Alexey Yablokov and Chris Busby are biologists whose efforts have been to make people aware of the negative health effects of very low-dose ionizing radiation.

Chris Busby reports via CounterPunch

There will be many obituaries published about Alexey V. Yablokov, the extraordinary Russian scientist, activist, and human being, but I would like to briefly record a few words about the man I knew. And to weep a few tears.

He was a strong [...] friend and fellow fighter for truth, and his recent death on the evening of January 10th means a lot for me--and (though we may [not] know it) for us all on this increasingly contaminated planet.

[...] He, like me, saw the issue of radiation and health as one which was fundamentally a political one, and only secondarily as scientific.

[...] In 1998, [...] Alexey and I [...] with Inge Schmitz-Feuerhake, Alice Stewart, and (later) Molly Scott Cato [...] decided to form an alternative [to ICRP, the International Commission on Radiological Protection]: the European Committee on Radiation Risk (ECRR).

This needed an alternative radiation risk model, and we worked on this over the next five years to create the first ECRR report which was published in 2003 and rose upon the nuclear industry horizon with the brightness of a thousand suns.

[Continues...]

Alexey organised the translation into Russian, and it quickly appeared also in French, Japanese, and Spanish. Alexey suggested we publish a series of books and ECRR reports, and quickly began to put together the first compilation of evidence on Chernobyl effects which we published together in 2006: Chernobyl 20 Years On: Health Effects of the Chernobyl Accident .

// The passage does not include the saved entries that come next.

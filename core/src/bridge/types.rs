//! Bridge data model
//! Inbound proxy requests, outbound envelopes and the per-call enums

use serde::{Deserialize, Serialize};
use serde_json::Value;
use std::collections::BTreeMap;
use std::fmt;

use crate::bridge::error::{BridgeError, RequestError};

/// Ordered name/value pairs, kept in the order the client sent them
pub type FieldList = Vec<(String, String)>;

/// HTTP methods the backend call surface understands
#[derive(Debug, Clone, Copy, PartialEq, Eq, Hash)]
pub enum ProxyMethod {
    Get,
    Post,
    Put,
    Delete,
}

impl ProxyMethod {
    /// Parse a method name case-insensitively
    pub fn parse(method: &str) -> Result<Self, BridgeError> {
        match method.to_ascii_uppercase().as_str() {
            "GET" => Ok(Self::Get),
            "POST" => Ok(Self::Post),
            "PUT" => Ok(Self::Put),
            "DELETE" => Ok(Self::Delete),
            other => Err(BridgeError::UnsupportedMethod(other.to_string())),
        }
    }

    pub fn as_str(&self) -> &'static str {
        match self {
            Self::Get => "GET",
            Self::Post => "POST",
            Self::Put => "PUT",
            Self::Delete => "DELETE",
        }
    }

    pub fn is_read_only(&self) -> bool {
        matches!(self, Self::Get)
    }

    /// POST and PUT send a message body, GET and DELETE never do
    pub fn carries_body(&self) -> bool {
        matches!(self, Self::Post | Self::Put)
    }
}

impl fmt::Display for ProxyMethod {
    fn fmt(&self, f: &mut fmt::Formatter<'_>) -> fmt::Result {
        f.write_str(self.as_str())
    }
}

/// How the backend session for a call is obtained
#[derive(Debug, Clone, Copy, PartialEq, Eq)]
pub enum SessionStrategy {
    /// No implicit locking of backend objects
    Stateless,
    /// Destination-scoped session shared by LOCK, mutate and UNLOCK calls
    EnqueueAffine,
}

impl SessionStrategy {
    /// Preferred strategy for a method. Mutating methods may still end up
    /// stateless when no enqueue session can be obtained.
    pub fn preferred_for(method: ProxyMethod) -> Self {
        if method.is_read_only() {
            Self::Stateless
        } else {
            Self::EnqueueAffine
        }
    }
}

impl fmt::Display for SessionStrategy {
    fn fmt(&self, f: &mut fmt::Formatter<'_>) -> fmt::Result {
        match self {
            Self::Stateless => f.write_str("stateless"),
            Self::EnqueueAffine => f.write_str("enqueue"),
        }
    }
}

/// The single active backend target
#[derive(Debug, Clone, PartialEq, Eq)]
pub struct Destination {
    pub id: String,
    pub project: String,
}

/// One request as received on /proxy
#[derive(Debug, Clone, Default, PartialEq)]
pub struct ProxyRequest {
    pub method: String,
    pub path: String,
    pub headers: FieldList,
    pub params: FieldList,
    pub body: Option<String>,
}

impl ProxyRequest {
    pub fn new(method: impl Into<String>, path: impl Into<String>) -> Self {
        Self {
            method: method.into(),
            path: path.into(),
            ..Default::default()
        }
    }

    pub fn with_header(mut self, name: impl Into<String>, value: impl Into<String>) -> Self {
        self.headers.push((name.into(), value.into()));
        self
    }

    pub fn with_param(mut self, name: impl Into<String>, value: impl Into<String>) -> Self {
        self.params.push((name.into(), value.into()));
        self
    }

    pub fn with_body(mut self, body: impl Into<String>) -> Self {
        self.body = Some(body.into());
        self
    }

    /// Parse the JSON document posted to /proxy
    pub fn from_slice(raw: &[u8]) -> Result<Self, RequestError> {
        let value: Value = serde_json::from_slice(raw)
            .map_err(|e| RequestError::Malformed(e.to_string()))?;
        Self::from_json(&value)
    }

    pub fn from_json(value: &Value) -> Result<Self, RequestError> {
        let obj = value
            .as_object()
            .ok_or_else(|| RequestError::Malformed("Request body must be a JSON object".to_string()))?;

        let path = string_field(obj, "path")?.unwrap_or_default();
        if path.is_empty() {
            return Err(RequestError::MissingPath);
        }

        Ok(Self {
            method: string_field(obj, "method")?.unwrap_or_else(|| "GET".to_string()),
            path,
            headers: object_field(obj, "headers")?,
            params: object_field(obj, "params")?,
            body: string_field(obj, "body")?,
        })
    }
}

fn scalar_to_string(value: &Value) -> Option<String> {
    match value {
        Value::String(s) => Some(s.clone()),
        Value::Number(n) => Some(n.to_string()),
        Value::Bool(b) => Some(b.to_string()),
        _ => None,
    }
}

fn string_field(
    obj: &serde_json::Map<String, Value>,
    field: &str,
) -> Result<Option<String>, RequestError> {
    match obj.get(field) {
        None | Some(Value::Null) => Ok(None),
        Some(value) => scalar_to_string(value)
            .map(Some)
            .ok_or_else(|| RequestError::Malformed(format!("Field '{}' must be a string", field))),
    }
}

fn object_field(
    obj: &serde_json::Map<String, Value>,
    field: &str,
) -> Result<FieldList, RequestError> {
    let entries = match obj.get(field) {
        None | Some(Value::Null) => return Ok(Vec::new()),
        Some(Value::Object(entries)) => entries,
        Some(_) => {
            return Err(RequestError::Malformed(format!(
                "Field '{}' must be a JSON object",
                field
            )))
        }
    };

    let mut fields = Vec::with_capacity(entries.len());
    for (key, value) in entries {
        if value.is_null() {
            continue;
        }
        let value = scalar_to_string(value).ok_or_else(|| {
            RequestError::Malformed(format!("Value of '{}.{}' must be a string", field, key))
        })?;
        fields.push((key.clone(), value));
    }
    Ok(fields)
}

/// Uniform result of one proxied call
#[derive(Debug, Clone, PartialEq, Eq)]
pub struct ProxyResponse {
    pub status: u16,
    /// Header names are lower-cased
    pub headers: BTreeMap<String, String>,
    pub body: String,
}

/// JSON envelope returned by /proxy
#[derive(Debug, Clone, PartialEq, Serialize, Deserialize)]
pub struct ProxyEnvelope {
    pub status: u16,
    #[serde(default, skip_serializing_if = "Option::is_none")]
    pub error: Option<String>,
    #[serde(default)]
    pub headers: BTreeMap<String, String>,
    #[serde(default)]
    pub body: String,
}

impl ProxyEnvelope {
    pub fn failure(message: impl Into<String>) -> Self {
        Self {
            status: 500,
            error: Some(message.into()),
            headers: BTreeMap::new(),
            body: String::new(),
        }
    }
}

impl From<ProxyResponse> for ProxyEnvelope {
    fn from(response: ProxyResponse) -> Self {
        Self {
            status: response.status,
            error: None,
            headers: response.headers,
            body: response.body,
        }
    }
}

/// Body of GET /health
#[derive(Debug, Clone, PartialEq, Serialize, Deserialize)]
pub struct HealthReport {
    pub status: String,
    #[serde(default)]
    pub plugin: String,
    #[serde(default)]
    pub version: String,
    #[serde(default)]
    pub project: String,
}

#[cfg(test)]
mod tests {
    use super::*;
    use serde_json::json;

    #[test]
    fn test_method_parse_is_case_insensitive() {
        assert_eq!(ProxyMethod::parse("get").unwrap(), ProxyMethod::Get);
        assert_eq!(ProxyMethod::parse("Delete").unwrap(), ProxyMethod::Delete);

        let err = ProxyMethod::parse("patch").unwrap_err();
        assert_eq!(err.to_string(), "Unsupported method: PATCH");
    }

    #[test]
    fn test_preferred_strategy() {
        assert_eq!(SessionStrategy::preferred_for(ProxyMethod::Get), SessionStrategy::Stateless);
        for method in [ProxyMethod::Post, ProxyMethod::Put, ProxyMethod::Delete] {
            assert_eq!(SessionStrategy::preferred_for(method), SessionStrategy::EnqueueAffine);
        }
    }

    #[test]
    fn test_from_json_defaults_method_to_get() {
        let request = ProxyRequest::from_json(&json!({"path": "/sap/bc/adt/discovery"})).unwrap();
        assert_eq!(request.method, "GET");
        assert_eq!(request.path, "/sap/bc/adt/discovery");
        assert!(request.headers.is_empty());
        assert!(request.params.is_empty());
        assert_eq!(request.body, None);
    }

    #[test]
    fn test_from_json_keeps_field_order_and_stringifies_scalars() {
        let request = ProxyRequest::from_json(&json!({
            "method": "post",
            "path": "/sap/bc/adt/programs/programs",
            "headers": {"Content-Type": "text/plain", "Accept": "*/*"},
            "params": {"maxResults": 20, "query": "Z*", "exact": false},
            "body": "REPORT ztest."
        }))
        .unwrap();

        assert_eq!(request.method, "post");
        assert_eq!(
            request.headers,
            vec![
                ("Content-Type".to_string(), "text/plain".to_string()),
                ("Accept".to_string(), "*/*".to_string()),
            ]
        );
        assert_eq!(
            request.params,
            vec![
                ("maxResults".to_string(), "20".to_string()),
                ("query".to_string(), "Z*".to_string()),
                ("exact".to_string(), "false".to_string()),
            ]
        );
        assert_eq!(request.body.as_deref(), Some("REPORT ztest."));
    }

    #[test]
    fn test_from_json_missing_or_empty_path() {
        assert_eq!(
            ProxyRequest::from_json(&json!({"method": "GET"})).unwrap_err(),
            RequestError::MissingPath
        );
        assert_eq!(
            ProxyRequest::from_json(&json!({"path": ""})).unwrap_err(),
            RequestError::MissingPath
        );
    }

    #[test]
    fn test_from_json_rejects_non_object_headers() {
        let err = ProxyRequest::from_json(&json!({"path": "/x", "headers": ["a"]})).unwrap_err();
        assert!(matches!(err, RequestError::Malformed(_)));
    }

    #[test]
    fn test_from_slice_rejects_invalid_json() {
        let err = ProxyRequest::from_slice(b"{not json").unwrap_err();
        assert!(matches!(err, RequestError::Malformed(_)));
    }

    #[test]
    fn test_failure_envelope_shape() {
        let value = serde_json::to_value(ProxyEnvelope::failure("boom")).unwrap();
        assert_eq!(
            value,
            json!({"status": 500, "error": "boom", "headers": {}, "body": ""})
        );
    }
}
use adt_bridge_core::config::Config;
use adt_bridge_core::workspace::Workspace;

pub async fn run(config: Config) -> anyhow::Result<()> {
    let workspace = Workspace::new(config.workspace.file.clone());
    let projects = workspace.list_projects().await?;

    if projects.is_empty() {
        println!("No projects found.");
        println!("Workspace file: {:?}", workspace.path());
        return Ok(());
    }

    println!("{:<40} {:<20} {:<8} {:<10}", "PROJECT", "DESTINATION", "KIND", "STATUS");
    println!("{}", "-".repeat(80));

    let active = projects.iter().position(|p| p.is_adt_project());
    for (idx, project) in projects.iter().enumerate() {
        let status = if Some(idx) == active {
            "active"
        } else if project.open {
            "open"
        } else {
            "closed"
        };

        let configured = if config.destinations.contains_key(&project.destination) {
            ""
        } else {
            " (no connection)"
        };

        println!(
            "{:<40} {:<20} {:<8} {:<10}{}",
            project.name, project.destination, project.kind, status, configured
        );
    }

    Ok(())
}
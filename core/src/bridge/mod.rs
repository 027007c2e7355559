//! Bridge module - local HTTP bridge into ADT backend sessions

pub mod types;
pub mod error;
pub mod translate;
pub mod capture;
pub mod backend;
pub mod executor;
pub mod server;
pub mod handlers;

pub use backend::{AdtHttpBackend, SessionFactory};
pub use error::BridgeError;
pub use executor::ProxyExecutor;
pub use server::BridgeServer;
pub use types::{Destination, ProxyEnvelope, ProxyMethod, ProxyRequest, ProxyResponse};
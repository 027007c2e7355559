use adt_bridge_core::client::BridgeClient;
use adt_bridge_core::config::{default_config_path, Config};
use adt_bridge_core::workspace::Workspace;

pub async fn run(config: Config) -> anyhow::Result<()> {
    println!("ADT Bridge Status");
    println!("=================");
    println!();
    println!("Configuration:");
    println!("  Config file: {:?}", default_config_path());
    println!("  Workspace file: {:?}", config.workspace.file);
    println!();
    println!("Server settings:");
    println!("  Host: {}", config.bind_address());
    println!("  Port: {}", config.server.port);
    println!("  Destinations: {}", config.destinations.len());
    println!();

    let workspace = Workspace::new(config.workspace.file.clone());
    match workspace.find_adt_project().await {
        Ok(Some(project)) => println!("Active project: {} ({})", project.name, project.destination),
        Ok(None) => println!("Active project: none"),
        Err(e) => println!("Active project: error ({})", e),
    }

    // Check if server is reachable
    println!();
    let url = format!("http://127.0.0.1:{}", config.server.port);
    let client = BridgeClient::new(&url)?;
    match client.health().await {
        Ok(report) => {
            println!("Server: RUNNING ✓ (version {})", report.version);
            println!("  Project: {}", report.project);
        }
        Err(_) => {
            println!("Server: NOT RUNNING");
        }
    }

    Ok(())
}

[...] In 2009, he came to the Lesvos conference of the ECRR and made a presentation on Chernobyl effects which we published in the Proceedings. Later, we were in Geneva together and stood vigil together outside the World Health organisation with our sandwich boards. It was freezing. We took the message all over the place. Even after he became ill and had various operations, he would struggle along somehow: we were there in East Berlin, talking about Fukushima.

[...] What Alexey, Inge, and I had in common was the realisation that to win this battle we had to act in several domains: in the scientific literature, in the political area, and in the legal arena also. We had to be brave and accept the attacks and the lies spread about us.

We wrote up the science in books and reports and we began publishing in the peer-reviewed literature; we developed the alternative risk model and entered into court cases as experts and finally in my own case as the legal representative. And it worked: between us we have shaken the foundations of the current bogus structure. And I believe we will ultimately win.

I last saw him in Moscow in 2015 at his 80th birthday celebration to which he invited me (and paid my ticket). A sort of vodka-[fueled] scientific congress. The only other English speaker there was Tim Mousseau. The Russian scientists there were so clever. So honest. Such a change from all the time-serving bastards and idiots I meet in the radiation risk community venues like CERRIE [Committee Examining Radiation Risk from Internal Emitters] or more recently the Royal Swedish Academy of Sciences. We hugged and cried and tossed back the vodka.

But now ... they have all gone. Karl Z Morgan, John Gofman, Ed Radford, Ernest Sternglass, Alice Stewart, Rosalie Bertell, and now Alexey. All my old mates. Where are the young scientists to replace them? Nowhere. It is all brush and spin and jobs now.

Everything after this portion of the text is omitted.